TASK ITEM: The entire set of lines below should be copied exactly.

Start of Block

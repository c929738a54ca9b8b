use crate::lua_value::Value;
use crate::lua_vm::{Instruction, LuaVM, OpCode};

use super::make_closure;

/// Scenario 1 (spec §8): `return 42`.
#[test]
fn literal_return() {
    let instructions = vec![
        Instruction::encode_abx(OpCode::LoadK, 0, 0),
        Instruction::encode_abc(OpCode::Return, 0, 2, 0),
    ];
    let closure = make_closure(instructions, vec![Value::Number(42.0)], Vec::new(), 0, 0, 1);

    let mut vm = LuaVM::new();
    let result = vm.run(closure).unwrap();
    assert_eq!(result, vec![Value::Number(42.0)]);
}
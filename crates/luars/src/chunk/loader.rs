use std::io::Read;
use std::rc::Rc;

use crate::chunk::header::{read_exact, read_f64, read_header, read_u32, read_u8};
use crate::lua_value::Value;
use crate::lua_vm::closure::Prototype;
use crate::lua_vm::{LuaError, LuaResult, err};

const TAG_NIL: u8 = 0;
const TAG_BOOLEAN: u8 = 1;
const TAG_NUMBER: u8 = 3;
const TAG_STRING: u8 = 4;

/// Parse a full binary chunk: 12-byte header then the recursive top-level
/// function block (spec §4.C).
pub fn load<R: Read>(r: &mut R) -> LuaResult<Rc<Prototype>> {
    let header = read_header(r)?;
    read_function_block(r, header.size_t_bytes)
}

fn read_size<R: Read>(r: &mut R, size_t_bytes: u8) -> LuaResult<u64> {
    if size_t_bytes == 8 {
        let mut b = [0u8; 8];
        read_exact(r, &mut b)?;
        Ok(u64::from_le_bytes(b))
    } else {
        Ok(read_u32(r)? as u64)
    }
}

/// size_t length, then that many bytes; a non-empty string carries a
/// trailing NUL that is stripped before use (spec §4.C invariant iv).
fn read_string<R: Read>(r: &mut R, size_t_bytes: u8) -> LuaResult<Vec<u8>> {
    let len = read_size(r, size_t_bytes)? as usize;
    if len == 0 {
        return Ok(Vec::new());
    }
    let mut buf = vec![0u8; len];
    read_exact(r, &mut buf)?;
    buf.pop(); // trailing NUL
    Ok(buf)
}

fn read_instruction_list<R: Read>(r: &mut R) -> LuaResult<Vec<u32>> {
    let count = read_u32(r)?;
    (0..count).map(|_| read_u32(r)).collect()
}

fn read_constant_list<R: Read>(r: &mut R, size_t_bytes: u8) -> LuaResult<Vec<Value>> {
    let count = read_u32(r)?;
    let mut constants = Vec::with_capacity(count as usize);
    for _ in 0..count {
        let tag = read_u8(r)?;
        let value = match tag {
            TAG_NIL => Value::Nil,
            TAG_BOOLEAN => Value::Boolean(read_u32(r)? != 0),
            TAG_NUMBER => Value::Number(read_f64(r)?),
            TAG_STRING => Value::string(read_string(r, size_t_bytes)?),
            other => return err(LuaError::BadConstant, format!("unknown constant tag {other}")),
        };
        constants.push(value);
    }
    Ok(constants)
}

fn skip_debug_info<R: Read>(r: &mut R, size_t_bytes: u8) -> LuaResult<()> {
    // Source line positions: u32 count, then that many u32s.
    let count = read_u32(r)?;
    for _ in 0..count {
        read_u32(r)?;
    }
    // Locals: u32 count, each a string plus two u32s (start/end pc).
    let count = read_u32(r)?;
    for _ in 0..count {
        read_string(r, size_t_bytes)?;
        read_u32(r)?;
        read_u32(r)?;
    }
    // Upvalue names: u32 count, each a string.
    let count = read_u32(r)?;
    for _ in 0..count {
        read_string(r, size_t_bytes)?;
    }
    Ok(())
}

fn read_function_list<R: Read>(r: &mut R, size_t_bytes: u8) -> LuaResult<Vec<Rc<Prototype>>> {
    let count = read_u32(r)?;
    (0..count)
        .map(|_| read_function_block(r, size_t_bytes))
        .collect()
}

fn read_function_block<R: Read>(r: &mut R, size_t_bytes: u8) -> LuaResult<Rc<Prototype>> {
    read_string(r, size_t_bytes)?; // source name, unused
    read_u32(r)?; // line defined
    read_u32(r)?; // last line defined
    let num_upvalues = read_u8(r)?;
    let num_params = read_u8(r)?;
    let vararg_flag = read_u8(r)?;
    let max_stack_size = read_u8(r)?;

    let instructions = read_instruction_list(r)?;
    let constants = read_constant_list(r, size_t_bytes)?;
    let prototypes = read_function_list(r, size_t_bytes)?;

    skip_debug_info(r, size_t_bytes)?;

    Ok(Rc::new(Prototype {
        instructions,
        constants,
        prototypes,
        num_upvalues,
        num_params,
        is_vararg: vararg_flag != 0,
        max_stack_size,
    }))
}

End of Block

TASK RESPONSE:
repository c929738a54ca9b8b
use crate::lua_value::Value;
use crate::lua_vm::{Instruction, LuaVM, OpCode};

use super::make_closure;

/// Scenario 1 (spec §8): `return 42`.
#[test]
fn literal_return() {
    let instructions = vec![
        Instruction::encode_abx(OpCode::LoadK, 0, 0),
        Instruction::encode_abc(OpCode::Return, 0, 2, 0),
    ];
    let closure = make_closure(instructions, vec![Value::Number(42.0)], Vec::new(), 0, 0, 1);

    let mut vm = LuaVM::new();
    let result = vm.run(closure).unwrap();
    assert_eq!(result, vec![Value::Number(42.0)]);
}
filename crates/luars/src/chunk/loader.rs
use std::io::Read;
use std::rc::Rc;

use crate::chunk::header::{read_exact, read_f64, read_header, read_u32, read_u8};
use crate::lua_value::Value;
use crate::lua_vm::closure::Prototype;
use crate::lua_vm::{LuaError, LuaResult, err};

const TAG_NIL: u8 = 0;
const TAG_BOOLEAN: u8 = 1;
const TAG_NUMBER: u8 = 3;
const TAG_STRING: u8 = 4;

/// Parse a full binary chunk: 12-byte header then the recursive top-level
/// function block (spec §4.C).
pub fn load<R: Read>(r: &mut R) -> LuaResult<Rc<Prototype>> {
    let header = read_header(r)?;
    read_function_block(r, header.size_t_bytes)
}

fn read_size<R: Read>(r: &mut R, size_t_bytes: u8) -> LuaResult<u64> {
    if size_t_bytes == 8 {
        let mut b = [0u8; 8];
        read_exact(r, &mut b)?;
        Ok(u64::from_le_bytes(b))
    } else {
        Ok(read_u32(r)? as u64)
    }
}

/// size_t length, then that many bytes; a non-empty string carries a
/// trailing NUL that is stripped before use (spec §4.C invariant iv).
fn read_string<R: Read>(r: &mut R, size_t_bytes: u8) -> LuaResult<Vec<u8>> {
    let len = read_size(r, size_t_bytes)? as usize;
    if len == 0 {
        return Ok(Vec::new());
    }
    let mut buf = vec![0u8; len];
    read_exact(r, &mut buf)?;
    buf.pop(); // trailing NUL
    Ok(buf)
}

fn read_instruction_list<R: Read>(r: &mut R) -> LuaResult<Vec<u32>> {
    let count = read_u32(r)?;
    (0..count).map(|_| read_u32(r)).collect()
}

fn read_constant_list<R: Read>(r: &mut R, size_t_bytes: u8) -> LuaResult<Vec<Value>> {
    let count = read_u32(r)?;
    let mut constants = Vec::with_capacity(count as usize);
    for _ in 0..count {
        let tag = read_u8(r)?;
        let value = match tag {
            TAG_NIL => Value::Nil,
            TAG_BOOLEAN => Value::Boolean(read_u32(r)? != 0),
            TAG_NUMBER => Value::Number(read_f64(r)?),
            TAG_STRING => Value::string(read_string(r, size_t_bytes)?),
            other => return err(LuaError::BadConstant, format!("unknown constant tag {other}")),
        };
        constants.push(value);
    }
    Ok(constants)
}

fn skip_debug_info<R: Read>(r: &mut R, size_t_bytes: u8) -> LuaResult<()> {
    // Source line positions: u32 count, then that many u32s.
    let count = read_u32(r)?;
    for _ in 0..count {
        read_u32(r)?;
    }
    // Locals: u32 count, each a string plus two u32s (start/end pc).
    let count = read_u32(r)?;
    for _ in 0..count {
        read_string(r, size_t_bytes)?;
        read_u32(r)?;
        read_u32(r)?;
    }
    // Upvalue names: u32 count, each a string.
    let count = read_u32(r)?;
    for _ in 0..count {
        read_string(r, size_t_bytes)?;
    }
    Ok(())
}

fn read_function_list<R: Read>(r: &mut R, size_t_bytes: u8) -> LuaResult<Vec<Rc<Prototype>>> {
    let count = read_u32(r)?;
    (0..count)
        .map(|_| read_function_block(r, size_t_bytes))
        .collect()
}

fn read_function_block<R: Read>(r: &mut R, size_t_bytes: u8) -> LuaResult<Rc<Prototype>> {
    read_string(r, size_t_bytes)?; // source name, unused
    read_u32(r)?; // line defined
    read_u32(r)?; // last line defined
    let num_upvalues = read_u8(r)?;
    let num_params = read_u8(r)?;
    let vararg_flag = read_u8(r)?;
    let max_stack_size = read_u8(r)?;

    let instructions = read_instruction_list(r)?;
    let constants = read_constant_list(r, size_t_bytes)?;
    let prototypes = read_function_list(r, size_t_bytes)?;

    skip_debug_info(r, size_t_bytes)?;

    Ok(Rc::new(Prototype {
        instructions,
        constants,
        prototypes,
        num_upvalues,
        num_params,
        is_vararg: vararg_flag != 0,
        max_stack_size,
    }))
}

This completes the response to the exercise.